**MATERIAL SHOWN**
------------

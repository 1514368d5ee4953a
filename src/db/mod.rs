//! Storage traits for bookings, prices, tiers and invoices.
//!
//! Two backends are provided: [`PgStore`] for Postgres and [`MemoryStore`] for
//! tests and local runs without a database.

mod memory;
mod postgres;

pub use memory::{BookingDraft, MemoryStore};
pub use postgres::PgStore;

use async_trait::async_trait;
use chrono::{DateTime, Utc};
use rust_decimal::Decimal;
use uuid::Uuid;

use crate::billing::models::Billing;
use crate::models::Booking;
use crate::pricing::models::{Price, PriceTarget, PriceTier};

/// Storage-layer failure
#[derive(Debug, thiserror::Error)]
pub enum StoreError {
    #[error("{entity} {id} not found")]
    NotFound { entity: &'static str, id: Uuid },

    /// One or more bookings already have a billing item
    #[error("bookings already billed: {0:?}")]
    AlreadyBilled(Vec<Uuid>),

    /// Optimistic check failed; another writer got there first
    #[error("concurrent modification: {0}")]
    Conflict(String),

    #[error("Database error: {0}")]
    Database(#[from] sqlx::Error),
}

pub type StoreResult<T> = std::result::Result<T, StoreError>;

#[async_trait]
pub trait BookingStore: Send + Sync {
    /// Load the bookings that exist among `ids`; unknown ids are skipped.
    async fn find_bookings(&self, ids: &[Uuid]) -> StoreResult<Vec<Booking>>;

    /// Subset of `ids` that already have a billing item.
    async fn billed_booking_ids(&self, ids: &[Uuid]) -> StoreResult<Vec<Uuid>>;
}

#[async_trait]
pub trait PriceStore: Send + Sync {
    /// Price record whose validity window contains `at`.
    async fn find_price_valid_at(
        &self,
        target: PriceTarget,
        at: DateTime<Utc>,
    ) -> StoreResult<Option<Price>>;

    /// The record with no `valid_to`, if any.
    async fn find_open_price(&self, target: PriceTarget) -> StoreResult<Option<Price>>;

    async fn find_price(&self, target: PriceTarget, price_id: Uuid) -> StoreResult<Option<Price>>;

    /// Close `expected_open` at `valid_from` and open a new record at `rate`,
    /// as one atomic step.
    ///
    /// `expected_open` must still be the open record when the write happens,
    /// otherwise `StoreError::Conflict` is returned and nothing changes. With
    /// `None` the target must have no open record yet.
    async fn supersede_price(
        &self,
        target: PriceTarget,
        expected_open: Option<Uuid>,
        valid_from: DateTime<Utc>,
        rate: Decimal,
    ) -> StoreResult<Price>;
}

#[async_trait]
pub trait PriceTierStore: Send + Sync {
    /// Tiers of a room price, ascending by `from_minutes`.
    async fn list_tiers(&self, price_id: Uuid) -> StoreResult<Vec<PriceTier>>;

    async fn find_tier(&self, tier_id: Uuid) -> StoreResult<Option<PriceTier>>;

    /// Insert or replace a tier by id.
    async fn save_tier(&self, tier: &PriceTier) -> StoreResult<PriceTier>;

    async fn delete_tier(&self, tier_id: Uuid) -> StoreResult<()>;
}

#[async_trait]
pub trait BillingStore: Send + Sync {
    /// Persist every billing with its items, or none of them.
    ///
    /// Fails with `StoreError::AlreadyBilled` if any booking already has an
    /// item, whether it was billed before or concurrently.
    async fn save_billings(&self, billings: &[Billing]) -> StoreResult<()>;

    async fn find_billing(&self, billing_id: Uuid) -> StoreResult<Option<Billing>>;

    /// All billings, most recent first.
    async fn list_billings(&self) -> StoreResult<Vec<Billing>>;

    async fn list_billings_for_provider(&self, provider_id: Uuid) -> StoreResult<Vec<Billing>>;
}

/// Everything the services need from a backend
pub trait Store: BookingStore + PriceStore + PriceTierStore + BillingStore {}

impl<T> Store for T where T: BookingStore + PriceStore + PriceTierStore + BillingStore {}
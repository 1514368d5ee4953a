//! Pricing service functions with store access.
//!
//! Price-in-effect resolution, rate supersession, tier management and the
//! display-only quote/preview helpers.

use chrono::{DateTime, Utc};
use rust_decimal::Decimal;
use std::sync::Arc;
use uuid::Uuid;

use crate::cache::AppCache;
use crate::db::{Store, StoreError};

use super::calculators::{
    compute_price, find_overlap, preview_prices, rate_problem, round_money, validate_tier_input,
    PricePreview,
};
use super::models::{Price, PriceTarget, PriceTier, TierInput};

/// Result of pricing a single duration for a room
#[derive(Debug, Clone)]
pub struct QuoteResult {
    pub room_price: Price,
    pub duration_minutes: i32,
    pub amount: Decimal,
    pub tier_count: usize,
}

/// Preview table for a room's price in effect
#[derive(Debug, Clone)]
pub struct PreviewResult {
    pub room_price: Price,
    pub tiers: Vec<PriceTier>,
    pub rows: Vec<PricePreview>,
}

/// Pricing error types
#[derive(Debug, thiserror::Error)]
pub enum PricingError {
    #[error("No price in effect for {target} at {at}")]
    PriceNotFound {
        target: PriceTarget,
        at: DateTime<Utc>,
    },

    #[error("Price tier {0} not found")]
    TierNotFound(Uuid),

    #[error("Invalid rate {0}: must be positive with at most two fraction digits")]
    InvalidRate(Decimal),

    #[error("Duration must be positive (got {0} minutes)")]
    InvalidDuration(i32),

    #[error("New price for {target} must start after {current_valid_from} (got {valid_from})")]
    InvalidOrdering {
        target: PriceTarget,
        valid_from: DateTime<Utc>,
        current_valid_from: DateTime<Utc>,
    },

    #[error("Invalid tier: {}", .errors.join("; "))]
    InvalidTier { errors: Vec<String> },

    #[error("Tier [{from_minutes}, {}) overlaps tier {conflicting_tier_id}", .to_minutes.map_or("inf".to_string(), |m| m.to_string()))]
    OverlappingTier {
        from_minutes: i32,
        to_minutes: Option<i32>,
        conflicting_tier_id: Uuid,
    },

    #[error(transparent)]
    Store(#[from] StoreError),
}

/// Find the price record in effect for `target` at `at`.
pub async fn resolve_price_at<S: Store + ?Sized>(
    store: &S,
    target: PriceTarget,
    at: DateTime<Utc>,
) -> Result<Price, PricingError> {
    store
        .find_price_valid_at(target, at)
        .await?
        .ok_or(PricingError::PriceNotFound { target, at })
}

/// Replace the open price of `target` with a new one starting at `valid_from`.
///
/// The current open record is closed at `valid_from` and the new record opened
/// in one store transaction. If the target has never been priced, the first
/// record is opened.
pub async fn update_rate<S: Store + ?Sized>(
    store: &S,
    target: PriceTarget,
    new_rate: Decimal,
    valid_from: DateTime<Utc>,
) -> Result<Price, PricingError> {
    if rate_problem(new_rate).is_some() {
        return Err(PricingError::InvalidRate(new_rate));
    }
    let new_rate = round_money(new_rate);

    let current = store.find_open_price(target).await?;
    if let Some(open) = &current {
        if valid_from <= open.valid_from {
            return Err(PricingError::InvalidOrdering {
                target,
                valid_from,
                current_valid_from: open.valid_from,
            });
        }
    }

    let price = store
        .supersede_price(target, current.as_ref().map(|p| p.id), valid_from, new_rate)
        .await?;

    tracing::info!(
        "Rate for {} set to {} from {} (price {}, replaced {:?})",
        target,
        price.rate,
        price.valid_from,
        price.id,
        current.map(|p| p.id)
    );

    Ok(price)
}

/// Load tiers through the cache. Display paths only.
async fn cached_tiers<S: Store + ?Sized>(
    store: &S,
    cache: &AppCache,
    price_id: Uuid,
) -> Result<Arc<Vec<PriceTier>>, PricingError> {
    if let Some(cached) = cache.tiers.get(&price_id).await {
        tracing::debug!("Cache HIT for tiers of price {}", price_id);
        return Ok(cached);
    }

    tracing::debug!("Cache MISS for tiers of price {}", price_id);
    let tiers = Arc::new(store.list_tiers(price_id).await?);
    cache.tiers.insert(price_id, tiers.clone()).await;
    Ok(tiers)
}

/// Price a duration for a room using the price in effect at `at`.
pub async fn quote<S: Store + ?Sized>(
    store: &S,
    cache: &AppCache,
    room_id: Uuid,
    duration_minutes: i32,
    at: DateTime<Utc>,
) -> Result<QuoteResult, PricingError> {
    if duration_minutes <= 0 {
        return Err(PricingError::InvalidDuration(duration_minutes));
    }

    let room_price = resolve_price_at(store, PriceTarget::Room(room_id), at).await?;
    let tiers = cached_tiers(store, cache, room_price.id).await?;
    let amount = compute_price(room_price.rate, &tiers, duration_minutes);

    Ok(QuoteResult {
        duration_minutes,
        amount,
        tier_count: tiers.len(),
        room_price,
    })
}

/// Price preview over the standard durations for a room.
pub async fn preview<S: Store + ?Sized>(
    store: &S,
    cache: &AppCache,
    room_id: Uuid,
    at: DateTime<Utc>,
) -> Result<PreviewResult, PricingError> {
    let room_price = resolve_price_at(store, PriceTarget::Room(room_id), at).await?;
    let tiers = cached_tiers(store, cache, room_price.id).await?;
    let rows = preview_prices(room_price.rate, &tiers);

    Ok(PreviewResult {
        room_price,
        tiers: tiers.to_vec(),
        rows,
    })
}

/// Tiers of a room price, ascending by `from_minutes`.
pub async fn list_tiers<S: Store + ?Sized>(
    store: &S,
    price_id: Uuid,
) -> Result<Vec<PriceTier>, PricingError> {
    Ok(store.list_tiers(price_id).await?)
}

/// Validate a tier against its siblings and persist it.
async fn save_checked_tier<S: Store + ?Sized>(
    store: &S,
    cache: &AppCache,
    tier: PriceTier,
) -> Result<PriceTier, PricingError> {
    let siblings = store.list_tiers(tier.price_id).await?;
    if let Some(clash) = find_overlap(&tier, &siblings) {
        return Err(PricingError::OverlappingTier {
            from_minutes: tier.from_minutes,
            to_minutes: tier.to_minutes,
            conflicting_tier_id: clash.id,
        });
    }

    let saved = store.save_tier(&tier).await?;
    cache.invalidate_tiers(saved.price_id).await;
    Ok(saved)
}

fn check_tier_input(input: &TierInput) -> Result<(), PricingError> {
    let errors = validate_tier_input(input);
    if errors.is_empty() {
        Ok(())
    } else {
        Err(PricingError::InvalidTier { errors })
    }
}

pub async fn create_tier<S: Store + ?Sized>(
    store: &S,
    cache: &AppCache,
    price_id: Uuid,
    input: TierInput,
) -> Result<PriceTier, PricingError> {
    check_tier_input(&input)?;

    let tier = PriceTier {
        id: Uuid::new_v4(),
        price_id,
        from_minutes: input.from_minutes,
        to_minutes: input.to_minutes,
        kind: input.kind,
        rate: round_money(input.rate),
        sort_order: input.sort_order,
    };

    let saved = save_checked_tier(store, cache, tier).await?;
    tracing::info!(
        "Created {} tier {} on price {}",
        saved.kind,
        saved.id,
        saved.price_id
    );
    Ok(saved)
}

pub async fn update_tier<S: Store + ?Sized>(
    store: &S,
    cache: &AppCache,
    tier_id: Uuid,
    input: TierInput,
) -> Result<PriceTier, PricingError> {
    check_tier_input(&input)?;

    let existing = store
        .find_tier(tier_id)
        .await?
        .ok_or(PricingError::TierNotFound(tier_id))?;

    let tier = PriceTier {
        from_minutes: input.from_minutes,
        to_minutes: input.to_minutes,
        kind: input.kind,
        rate: round_money(input.rate),
        sort_order: input.sort_order,
        ..existing
    };

    let saved = save_checked_tier(store, cache, tier).await?;
    tracing::info!("Updated tier {} on price {}", saved.id, saved.price_id);
    Ok(saved)
}

pub async fn delete_tier<S: Store + ?Sized>(
    store: &S,
    cache: &AppCache,
    tier_id: Uuid,
) -> Result<(), PricingError> {
    let existing = store
        .find_tier(tier_id)
        .await?
        .ok_or(PricingError::TierNotFound(tier_id))?;

    store.delete_tier(tier_id).await?;
    cache.invalidate_tiers(existing.price_id).await;
    tracing::info!("Deleted tier {} from price {}", tier_id, existing.price_id);
    Ok(())
}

------------

**ACTIVITY**
Please count the lines in the data that include the word "QuoteResult" and report the number by itself.

**RESPONSE**
3